Gustavo Rosa de Moura: Essa é uma coisa muito interessante e complexa. A gente queria, a partir de dado momento do roteiro, ter todos participando ao mesmo tempo, dando opiniões. É super complexo do ponto de vista de montagem. Tecnicamente falando, na hora de montar, é um desafio enorme porque temos muitas histórias, muitas curvas. Os personagens principais dessa história saem de um lugar e chegam a outro, com várias transformações. Cuidar de todas essas curvas equilibradas com o ritmo do filme, na duração desejada, é um desafio narrativo interessante. A montagem foi difícil e bem complexa. Mas isso estava no DNA do projeto, no que a gente estava construindo. Antes, o título era diferente. Agora, “Ela e Eu” tem a ver com isso, porque esse “Eu” são vários. No limite, é o próprio espectador. Cada um desses “Eus” tem sua história contada dentro do filme. Além disso, não é uma estrutura hollywoodiana clássica, com um protagonista. Foi um roteiro complicado de tecer.
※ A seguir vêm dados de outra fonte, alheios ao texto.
//! Canonical trivia category list, alias normalisation, and icon hints.
//!
//! The daemon samples from [`CANONICAL_CATEGORIES`] without replacement each
//! cycle; the studio adapter (out of scope here) uses [`symbol_for`] to give
//! decks an icon hint.

/// 40-entry alias → canonical category name map.
const ALIAS_TO_CANONICAL: &[(&str, &str)] = &[
    ("science", "Science & Nature"),
    ("science & nature", "Science & Nature"),
    ("nature", "Science & Nature"),
    ("animals", "Science & Nature"),
    ("science - computers", "Technology"),
    ("science - gadgets", "Technology"),
    ("technology", "Technology"),
    ("mathematics", "Mathematics"),
    ("science - mathematics", "Mathematics"),
    ("history", "History"),
    ("geography", "Geography"),
    ("politics", "Politics"),
    ("sports", "Sports"),
    ("sport_and_leisure", "Sports"),
    ("music", "Music"),
    ("musicals & theatres", "Music"),
    ("literature", "Literature"),
    ("books", "Literature"),
    ("arts_and_literature", "Arts & Literature"),
    ("arts and literature", "Arts & Literature"),
    ("art", "Arts & Literature"),
    ("movies", "Film & TV"),
    ("film", "Film & TV"),
    ("film_and_tv", "Film & TV"),
    ("television", "Film & TV"),
    ("cartoon & animations", "Film & TV"),
    ("japanese anime & manga", "Film & TV"),
    ("video games", "Video Games"),
    ("board games", "Board Games"),
    ("comics", "Comics"),
    ("food & drink", "Food & Drink"),
    ("food_and_drink", "Food & Drink"),
    ("pop culture", "Pop Culture"),
    ("celebrities", "Pop Culture"),
    ("mythology", "Mythology"),
    ("society_and_culture", "Society & Culture"),
    ("society and culture", "Society & Culture"),
    ("general_knowledge", "General Knowledge"),
    ("general knowledge", "General Knowledge"),
    ("vehicles", "Vehicles"),
];

/// Canonical category name → icon hint, an SF-Symbol-style name used as
/// an optional icon hint on trivia decks.
const CANONICAL_TO_ICON: &[(&str, &str)] = &[
    ("Science & Nature", "atom"),
    ("Technology", "desktopcomputer"),
    ("Mathematics", "number"),
    ("History", "clock"),
    ("Geography", "globe.americas"),
    ("Politics", "building.columns"),
    ("Sports", "sportscourt"),
    ("Music", "music.note"),
    ("Literature", "book"),
    ("Arts & Literature", "paintbrush"),
    ("Film & TV", "film"),
    ("Video Games", "gamecontroller"),
    ("Board Games", "gamecontroller"),
    ("Comics", "text.bubble"),
    ("Food & Drink", "fork.knife"),
    ("Pop Culture", "star"),
    ("Mythology", "sparkles"),
    ("Society & Culture", "person.3"),
    ("General Knowledge", "questionmark.circle"),
    ("Vehicles", "car"),
];

/// Canonical category names in stable order, for sampling without replacement.
pub fn canonical_categories() -> Vec<&'static str> {
    CANONICAL_TO_ICON.iter().map(|(name, _)| *name).collect()
}

/// Map a raw category string to its canonical name, falling back to the
/// input unchanged when no alias matches.
pub fn normalize(raw: &str) -> String {
    let key = raw.to_lowercase();
    let key = key.trim();
    ALIAS_TO_CANONICAL
        .iter()
        .find(|(alias, _)| *alias == key)
        .map(|(_, canonical)| canonical.to_string())
        .unwrap_or_else(|| raw.to_string())
}

/// Icon hint for a category (canonical or alias), falling back to a generic mark.
pub fn symbol_for(category: &str) -> &'static str {
    let canonical = normalize(category);
    CANONICAL_TO_ICON
        .iter()
        .find(|(name, _)| *name == canonical)
        .map(|(_, icon)| *icon)
        .unwrap_or("questionmark.circle")
}

#[cfg(test)]
mod tests {
    use super::*;

    #[test]
    fn canonical_list_has_twenty_entries() {
        assert_eq!(canonical_categories().len(), 20);
    }

    #[test]
    fn alias_normalizes_case_insensitively() {
        assert_eq!(normalize("SCIENCE"), "Science & Nature");
        assert_eq!(normalize("  Movies "), "Film & TV");
    }

    #[test]
    fn unknown_category_falls_back_to_generic_icon() {
        assert_eq!(symbol_for("made up category"), "questionmark.circle");
    }

    #[test]
    fn known_alias_resolves_icon() {
        assert_eq!(symbol_for("animals"), "atom");
    }
}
Qual é a importância de debater, no Brasil de hoje, esses novos modelos familiares? O filme se dedica a um núcleo progressista, ao invés de conservador.

Andrea Beltrão: A importância é total. O mais importante é viver: que pena que a gente tenha que debater sobre isso, ao invés de ser uma escolha livre para o caminho de cada um. Tem uma frase bem prosaica do Dráuzio Varella, e eu adoro: “Quando o seu vizinho está na casa dele fazendo algo que te incomoda, procure um psiquiatra. Você não está bem”.

Mariana Lima: Se o seu vizinho é homem e está saindo com outro homem, não tem problema nenhum.

Andrea Beltrão: Isso. Se ele está levando a vida dele, sem fazer nada com você, e mesmo assim isso te incomoda, vá ao psiquiatra rápido. Mas as coisas estão se movimentando, Tem placas tectônicas se abrindo, tem forças importantes e vibrantes ocorrendo agora. Talvez no futuro a gente nem debata mais essas coisas: vamos apenas viver. Só viver, cada um do jeito que quiser.

Gustavo Rosa de Moura: A gente quis fazer isso sem ficar tematizando essas coisas. Esse não era o assunto do filme. Quanto mais a gente encarasse tudo isso com naturalidade, melhor.

Andréa Beltrão: Curiosamente, quanto mais natural era para a gente, mais incluímos estas questões no filme.